Maybe it wouldn’t work if an entire primary color was missing, but if there was enough of a scale to be perceived 400nm, 450, 500, 550, 650, 700.

Or would a scale not be perceived at all? I’m thinking in terms of sound, where the frequency rising and falling is clear…

LostInParadise's avatar

Point about last comment well taken (sorry Lynne). @zophu, do the following. Go to a color editor, like the one in Microsoft Paint. Put in Red 255, Blue 0 and Green255. You will see yellow. Now tell me honestly that you could intuit yellow from red and green.

zophu's avatar

@LostInParadise I’m inclined to say that I could, but I don’t think there’s a way I could prove it to myself one way or another. Yellow feels greenish-redish to me. (could be mostly childhood fingerpainting that makes me think that)

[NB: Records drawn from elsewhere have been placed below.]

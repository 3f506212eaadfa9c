// src/lib.rs

pub mod common;
pub mod config;
pub mod db;
pub mod docs;
pub mod handlers;
pub mod middleware;
pub mod models;
pub mod routes;
pub mod services;

#[cfg(test)]
mod test_support;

With our perception of white and black (rods), a scale is clear, but it’s more difficult to see one with colors (cones), you’re right. I still wonder if the brain is set up to “expect” whole spectrums or if it really does just sit there and wait for whatever comes. There is very fast adaptation when it comes to senses, so any innate “expectations” would naturally be difficult to see—but I bet they’re there.

LostInParadise's avatar

This is a bit late, but I thought this was an interesting article on color blindness from Wikipedia. I was mistaken about the cone receptors being most sensitive to red, green and blue, though I imagine that is a common mistake. I don’t know how they managed to do it, but I found the most interesting part of the article to be how people with various forms of color blindness see the colors of the rainbow. Looking at the pictures, I can’t imagine how anybody could infer missing colors.

I am a little confused by why a person with tritanopia, absence of blue receptors, is able to see blue, but does not see yellow.

LostInParadise's avatar

It is interesting though that a person with tritanopia sees white in the middle of the spectrum. This would alert the person that something is missing, though I do not believe the person could intuit just what the missing colors are.